Lines in the data below that contain the word "impl" are to be copied.
===== THE DATA
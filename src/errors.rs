use axum::{http::StatusCode, response::IntoResponse, Json};

/// Request-level failure taxonomy.
///
/// `Validation` carries the field-level message shown inline by the frontend,
/// `NotFound` is a clean lookup miss, `Storage` wraps an adapter failure and
/// is surfaced as a generic 500 so storage internals never leak to clients.
#[derive(Debug)]
pub enum RequestError {
    Validation(String),
    NotFound,
    Storage(anyhow::Error),
}

#[derive(serde::Serialize)]
pub struct ErrorBody {
    pub message: String,
}

impl RequestError {
    pub fn validation(message: impl Into<String>) -> Self {
        RequestError::Validation(message.into())
    }
}

impl From<sqlx::Error> for RequestError {
    fn from(value: sqlx::Error) -> Self {
        Self::Storage(value.into())
    }
}

impl From<reqwest::Error> for RequestError {
    fn from(value: reqwest::Error) -> Self {
        Self::Storage(value.into())
    }
}

impl From<std::io::Error> for RequestError {
    fn from(value: std::io::Error) -> Self {
        Self::Storage(value.into())
    }
}

impl From<serde_yaml::Error> for RequestError {
    fn from(value: serde_yaml::Error) -> Self {
        Self::Storage(value.into())
    }
}

impl From<serde_json::Error> for RequestError {
    fn from(value: serde_json::Error) -> Self {
        Self::Storage(value.into())
    }
}

impl From<anyhow::Error> for RequestError {
    fn from(value: anyhow::Error) -> Self {
        Self::Storage(value)
    }
}

impl IntoResponse for RequestError {
    fn into_response(self) -> axum::response::Response {
        let (status, message) = match self {
            RequestError::Validation(message) => (StatusCode::BAD_REQUEST, message),
            RequestError::NotFound => (StatusCode::NOT_FOUND, "Not Found".to_string()),
            RequestError::Storage(cause) => {
                tracing::error!("storage failure: {cause:#}");
                (
                    StatusCode::INTERNAL_SERVER_ERROR,
                    "Internal Server Error".to_string(),
                )
            }
        };
        (status, Json(ErrorBody { message })).into_response()
    }
}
==========
ANSWER SPACE -
impl RequestError {
    pub fn validation(message: impl Into<String>) -> Self {
impl From<sqlx::Error> for RequestError {
impl From<reqwest::Error> for RequestError {
impl From<std::io::Error> for RequestError {
impl From<serde_yaml::Error> for RequestError {
impl From<serde_json::Error> for RequestError {
impl From<anyhow::Error> for RequestError {
impl IntoResponse for RequestError {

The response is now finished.